KEYES: Khloe Kardashian.


KEYES: Kim's sister, of course, and yet another...

PETERSON: Lamar Odom.

KEYES: ...sports star. Right.

PETERSON: The Lamar Odom the sports star. They were definitely the more low-key couple, right?

COEN: Yeah, but they met...

PETERSON: They didn't get - they met the same way. But now they have their own show.

BROWN: They got married like three weeks after they got married. You know, so I'm saying, I think people so that and they were like, well, they got, they could get married in three weeks and it's two years later and it worked out, maybe this will work out...

PETERSON: But they don't seem to actively hate each other on camera either.

KEYES: Well, wait a second. Wait a second. Wait a second.


KEYES: Danielle is sitting here shaking her head.


BELTON: You know, I really feel like, you know, I was on this show not too long ago talking about how soap operas were dying and I really feel like the reality shows have replaced our former soap operas. This is a soap opera for people. It's not so much that they're surprised that the marriage did not last. It's more like oh, what's going to happen next? You know, is she going to marry a pirate next?

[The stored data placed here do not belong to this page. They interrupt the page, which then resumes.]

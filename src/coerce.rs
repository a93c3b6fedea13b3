// src/coerce.rs - Driver row decoding and amount coercion
use chrono::{NaiveDate, NaiveDateTime};
use rust_decimal::Decimal;
use serde_json::Value as JsonValue;
use sqlx::mysql::MySqlRow;
use sqlx::postgres::PgRow;
use sqlx::{Column, Row, TypeInfo, ValueRef};

/// A single column value as it came off the wire, before any report-level
/// interpretation.
#[derive(Debug, Clone, PartialEq)]
pub enum RawValue {
    Null,
    Int(i64),
    Float(f64),
    Text(String),
    Bytes(Vec<u8>),
    Date(NaiveDate),
    DateTime(NaiveDateTime),
    Json(JsonValue),
}

static NULL_VALUE: RawValue = RawValue::Null;

/// Converts any raw value into a monetary amount. Never fails: values that
/// cannot be read as a number become `0.0` and are logged.
pub fn coerce_to_amount(value: &RawValue) -> f64 {
    match value {
        RawValue::Float(v) => *v,
        RawValue::Int(v) => *v as f64,
        RawValue::Text(s) => parse_or_zero(s),
        RawValue::Bytes(bytes) => match std::str::from_utf8(bytes) {
            Ok(s) => parse_or_zero(s),
            Err(_) => {
                log::warn!("Amount column holds {} non-UTF-8 bytes, using 0", bytes.len());
                0.0
            }
        },
        RawValue::Json(JsonValue::Number(n)) => n.as_f64().unwrap_or(0.0),
        RawValue::Json(JsonValue::String(s)) => parse_or_zero(s),
        RawValue::Null => {
            log::warn!("Amount column is NULL, using 0");
            0.0
        }
        other => {
            log::warn!("Unsupported amount value {:?}, using 0", other);
            0.0
        }
    }
}

fn parse_or_zero(s: &str) -> f64 {
    match parse_numeric_prefix(s) {
        Some(v) => v,
        None => {
            log::warn!("Cannot read amount from {:?}, using 0", s);
            0.0
        }
    }
}

/// Reads the longest leading decimal number from `s`, skipping leading
/// whitespace and ignoring whatever follows it. An exponent is only taken
/// when at least one digit follows the `e`.
pub fn parse_numeric_prefix(s: &str) -> Option<f64> {
    let s = s.trim_start();
    let bytes = s.as_bytes();
    let mut end = 0;

    if matches!(bytes.first(), Some(b'+') | Some(b'-')) {
        end += 1;
    }

    let int_start = end;
    while end < bytes.len() && bytes[end].is_ascii_digit() {
        end += 1;
    }
    let mut digits = end - int_start;

    if end < bytes.len() && bytes[end] == b'.' {
        let frac_start = end + 1;
        let mut frac_end = frac_start;
        while frac_end < bytes.len() && bytes[frac_end].is_ascii_digit() {
            frac_end += 1;
        }
        digits += frac_end - frac_start;
        end = frac_end;
    }

    if digits == 0 {
        return None;
    }

    if end < bytes.len() && matches!(bytes[end], b'e' | b'E') {
        let mut exp_end = end + 1;
        if matches!(bytes.get(exp_end), Some(b'+') | Some(b'-')) {
            exp_end += 1;
        }
        let exp_digits_start = exp_end;
        while exp_end < bytes.len() && bytes[exp_end].is_ascii_digit() {
            exp_end += 1;
        }
        if exp_end > exp_digits_start {
            end = exp_end;
        }
    }

    s[..end].parse::<f64>().ok()
}

/// One decoded result row. Columns keep their select-list order.
#[derive(Debug, Clone, Default, PartialEq)]
pub struct RawRow {
    columns: Vec<(String, RawValue)>,
}

// Tries each typed decode in turn and returns the first one that succeeds.
macro_rules! first_decoded {
    ($row:expr, $idx:expr; $($ty:ty => $wrap:expr),+ $(,)?) => {
        $(
            if let Ok(v) = $row.try_get::<$ty, _>($idx) {
                return $wrap(v);
            }
        )+
    };
}

macro_rules! fallback_decoded {
    ($row:expr, $idx:expr) => {
        if let Ok(v) = $row.try_get_unchecked::<String, _>($idx) {
            return RawValue::Text(v);
        }
        if let Ok(v) = $row.try_get_unchecked::<Vec<u8>, _>($idx) {
            return RawValue::Bytes(v);
        }
        return RawValue::Null;
    };
}

fn is_temporal(type_name: &str) -> bool {
    matches!(
        type_name.to_ascii_uppercase().as_str(),
        "DATE" | "DATETIME" | "TIMESTAMP" | "TIMESTAMPTZ" | "TIME"
    )
}

fn is_json(type_name: &str) -> bool {
    matches!(type_name.to_ascii_uppercase().as_str(), "JSON" | "JSONB")
}

/// `BIGINT UNSIGNED` values past `i64::MAX` become floats instead of wrapping.
fn from_unsigned(v: u64) -> RawValue {
    i64::try_from(v)
        .map(RawValue::Int)
        .unwrap_or(RawValue::Float(v as f64))
}

fn decode_mysql(row: &MySqlRow, idx: usize) -> RawValue {
    let type_name = match row.try_get_raw(idx) {
        Ok(raw) if !raw.is_null() => raw.type_info().name().to_string(),
        _ => return RawValue::Null,
    };

    if is_json(&type_name) {
        if let Ok(v) = row.try_get::<JsonValue, _>(idx) {
            return RawValue::Json(v);
        }
    }

    first_decoded!(row, idx;
        i64 => RawValue::Int,
        u64 => from_unsigned,
        f64 => RawValue::Float,
        f32 => |v: f32| RawValue::Float(v as f64),
        Decimal => |v: Decimal| RawValue::Text(v.to_string()),
        NaiveDate => RawValue::Date,
        NaiveDateTime => RawValue::DateTime,
    );

    // Zero dates ("0000-00-00") do not decode into chrono types.
    if is_temporal(&type_name) {
        return RawValue::Null;
    }

    fallback_decoded!(row, idx);
}

fn decode_postgres(row: &PgRow, idx: usize) -> RawValue {
    let type_name = match row.try_get_raw(idx) {
        Ok(raw) if !raw.is_null() => raw.type_info().name().to_string(),
        _ => return RawValue::Null,
    };

    if is_json(&type_name) {
        if let Ok(v) = row.try_get::<JsonValue, _>(idx) {
            return RawValue::Json(v);
        }
    }

    first_decoded!(row, idx;
        i64 => RawValue::Int,
        i32 => |v: i32| RawValue::Int(v as i64),
        i16 => |v: i16| RawValue::Int(v as i64),
        f64 => RawValue::Float,
        f32 => |v: f32| RawValue::Float(v as f64),
        Decimal => |v: Decimal| RawValue::Text(v.to_string()),
        NaiveDate => RawValue::Date,
        NaiveDateTime => RawValue::DateTime,
        bool => |v: bool| RawValue::Int(v as i64),
    );

    if is_temporal(&type_name) {
        return RawValue::Null;
    }

    fallback_decoded!(row, idx);
}

impl RawRow {
    pub fn new() -> Self {
        Self::default()
    }

    /// Builder used by in-memory stores.
    pub fn with(mut self, name: &str, value: RawValue) -> Self {
        self.columns.push((name.to_string(), value));
        self
    }

    pub fn from_mysql(row: &MySqlRow) -> Self {
        let columns = row
            .columns()
            .iter()
            .map(|col| (col.name().to_string(), decode_mysql(row, col.ordinal())))
            .collect();
        Self { columns }
    }

    pub fn from_postgres(row: &PgRow) -> Self {
        let columns = row
            .columns()
            .iter()
            .map(|col| (col.name().to_string(), decode_postgres(row, col.ordinal())))
            .collect();
        Self { columns }
    }

    pub fn len(&self) -> usize {
        self.columns.len()
    }

    pub fn is_empty(&self) -> bool {
        self.columns.is_empty()
    }

    /// Missing columns read as NULL.
    pub fn get(&self, name: &str) -> &RawValue {
        self.columns
            .iter()
            .find(|(col, _)| col == name)
            .map(|(_, v)| v)
            .unwrap_or(&NULL_VALUE)
    }

    pub fn get_index(&self, idx: usize) -> &RawValue {
        self.columns.get(idx).map(|(_, v)| v).unwrap_or(&NULL_VALUE)
    }

    pub fn opt_text(&self, name: &str) -> Option<String> {
        value_as_text(self.get(name))
    }

    pub fn text(&self, name: &str) -> String {
        self.opt_text(name).unwrap_or_default()
    }

    pub fn date(&self, name: &str) -> Option<NaiveDate> {
        match self.get(name) {
            RawValue::Date(d) => Some(*d),
            RawValue::DateTime(dt) => Some(dt.date()),
            RawValue::Text(s) => parse_date_prefix(s),
            RawValue::Bytes(b) => std::str::from_utf8(b).ok().and_then(parse_date_prefix),
            _ => None,
        }
    }

    pub fn amount(&self, name: &str) -> f64 {
        coerce_to_amount(self.get(name))
    }

    pub fn int(&self, name: &str) -> i64 {
        match self.get(name) {
            RawValue::Int(v) => *v,
            RawValue::Float(v) => *v as i64,
            other => coerce_to_amount(other) as i64,
        }
    }
}

pub fn value_as_text(value: &RawValue) -> Option<String> {
    match value {
        RawValue::Null => None,
        RawValue::Int(v) => Some(v.to_string()),
        RawValue::Float(v) => Some(v.to_string()),
        RawValue::Text(s) => Some(s.clone()),
        RawValue::Bytes(b) => Some(String::from_utf8_lossy(b).into_owned()),
        RawValue::Date(d) => Some(d.format("%Y-%m-%d").to_string()),
        RawValue::DateTime(dt) => Some(dt.format("%Y-%m-%d %H:%M:%S").to_string()),
        RawValue::Json(JsonValue::String(s)) => Some(s.clone()),
        RawValue::Json(v) => Some(v.to_string()),
    }
}

fn parse_date_prefix(s: &str) -> Option<NaiveDate> {
    let s = s.trim();
    s.get(..10)
        .and_then(|head| NaiveDate::parse_from_str(head, "%Y-%m-%d").ok())
}

#[cfg(test)]
mod tests {
    use super::*;
    use serde_json::json;

    fn approx(a: f64, b: f64) -> bool {
        (a - b).abs() <= 1e-6 * b.abs().max(1.0)
    }

    #[test]
    fn test_canonical_inputs() {
        assert!(approx(coerce_to_amount(&RawValue::Text("123.45".into())), 123.45));
        assert!(approx(coerce_to_amount(&RawValue::Float(123.45)), 123.45));
        assert!(approx(coerce_to_amount(&RawValue::Bytes(b"123.45".to_vec())), 123.45));
        assert_eq!(coerce_to_amount(&RawValue::Null), 0.0);
    }

    #[test]
    fn test_integers_and_json() {
        assert_eq!(coerce_to_amount(&RawValue::Int(-42)), -42.0);
        assert!(approx(coerce_to_amount(&RawValue::Json(json!(10.5))), 10.5));
        assert_eq!(coerce_to_amount(&RawValue::Json(json!({"a": 1}))), 0.0);
        assert_eq!(coerce_to_amount(&RawValue::Json(json!([1, 2]))), 0.0);
    }

    #[test]
    fn test_unsigned_beyond_i64_stays_positive() {
        assert_eq!(from_unsigned(5), RawValue::Int(5));
        assert_eq!(from_unsigned(i64::MAX as u64), RawValue::Int(i64::MAX));

        let big = from_unsigned(u64::MAX);
        assert!(matches!(big, RawValue::Float(_)));
        assert!(approx(coerce_to_amount(&big), u64::MAX as f64));
    }

    #[test]
    fn test_unrecognized_shapes_are_zero() {
        let date = NaiveDate::from_ymd_opt(2024, 1, 1).unwrap();
        assert_eq!(coerce_to_amount(&RawValue::Date(date)), 0.0);
        assert_eq!(coerce_to_amount(&RawValue::Text("abc".into())), 0.0);
        assert_eq!(coerce_to_amount(&RawValue::Text("".into())), 0.0);
        assert_eq!(coerce_to_amount(&RawValue::Bytes(vec![0xff, 0xfe])), 0.0);
    }

    #[test]
    fn test_numeric_prefix_scan() {
        assert_eq!(parse_numeric_prefix("  42"), Some(42.0));
        assert_eq!(parse_numeric_prefix("12.5abc"), Some(12.5));
        assert_eq!(parse_numeric_prefix("-3.25"), Some(-3.25));
        assert_eq!(parse_numeric_prefix("+7"), Some(7.0));
        assert_eq!(parse_numeric_prefix(".5"), Some(0.5));
        assert_eq!(parse_numeric_prefix("5."), Some(5.0));
        assert_eq!(parse_numeric_prefix("1e3"), Some(1000.0));
        assert_eq!(parse_numeric_prefix("2e"), Some(2.0));
        assert_eq!(parse_numeric_prefix("2e+x"), Some(2.0));
        assert_eq!(parse_numeric_prefix("1.5E-1 IDR"), Some(0.15));
        assert_eq!(parse_numeric_prefix("-"), None);
        assert_eq!(parse_numeric_prefix("."), None);
        assert_eq!(parse_numeric_prefix("Rp 100"), None);
    }

    #[test]
    fn test_row_accessors() {
        let row = RawRow::new()
            .with("no_rawat", RawValue::Text("2024/01/05/000001".into()))
            .with("tgl_masuk", RawValue::Date(NaiveDate::from_ymd_opt(2024, 1, 5).unwrap()))
            .with("tanggal", RawValue::Text("2024-01-07 10:30:00".into()))
            .with("totalpiutang", RawValue::Bytes(b"1500000.00".to_vec()))
            .with("jumlah", RawValue::Int(3))
            .with("tgl_keluar", RawValue::Null);

        assert_eq!(row.len(), 6);
        assert_eq!(row.text("no_rawat"), "2024/01/05/000001");
        assert_eq!(row.date("tgl_masuk"), NaiveDate::from_ymd_opt(2024, 1, 5));
        assert_eq!(row.date("tanggal"), NaiveDate::from_ymd_opt(2024, 1, 7));
        assert_eq!(row.date("tgl_keluar"), None);
        assert!(approx(row.amount("totalpiutang"), 1_500_000.0));
        assert_eq!(row.int("jumlah"), 3);
        assert_eq!(row.opt_text("tgl_keluar"), None);
        assert_eq!(row.text("missing"), "");
        assert_eq!(row.get("missing"), &RawValue::Null);
        assert_eq!(row.get_index(0), &RawValue::Text("2024/01/05/000001".into()));
    }

    #[test]
    fn test_value_as_text() {
        assert_eq!(value_as_text(&RawValue::Int(7)), Some("7".into()));
        assert_eq!(value_as_text(&RawValue::Bytes(b"sik".to_vec())), Some("sik".into()));
        assert_eq!(value_as_text(&RawValue::Json(json!("x"))), Some("x".into()));
        assert_eq!(value_as_text(&RawValue::Null), None);
    }
}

BELTON: Or is it going to be like on "The Young and the Restless" where, you know, Jackie has like 12 last names if you counted over time.

KEYES: Wait, though. You know, Chris issued a statement yesterday saying he was devastated by this announcement.


KEYES: He would do anything he could do to try to get his wife back. Jessica, you are the person who believes in good. You think he's got a chance?

COEN: No, I don't believe in good anymore. I don't.


COEN: Love is dead. You know, it's fine.

BROWN: Well, we have to remember, this is Tanya, sorry, that Kim is a businesswoman.

COEN: Definitely.

PETERSON: Okay, this was business.


COEN: We've been robbed of a storyline. This was supposed to go on a little bit longer. If we're going to take the soap opera perspective, the writers cut it off too quickly. And for Chris to come out and say he's devastated, well, he's following a script now. Now we're getting the aftermath and this is the epilogue.

BELTON: Well, see - this is Danielle. And the reality is, is though the reason why this is also hilarious, 'cause with a soap opera where things can be scripted, you can really drag it out. She still has to live with this man and still like go through the motions of a marriage that's real. It's not like you can walk off the set.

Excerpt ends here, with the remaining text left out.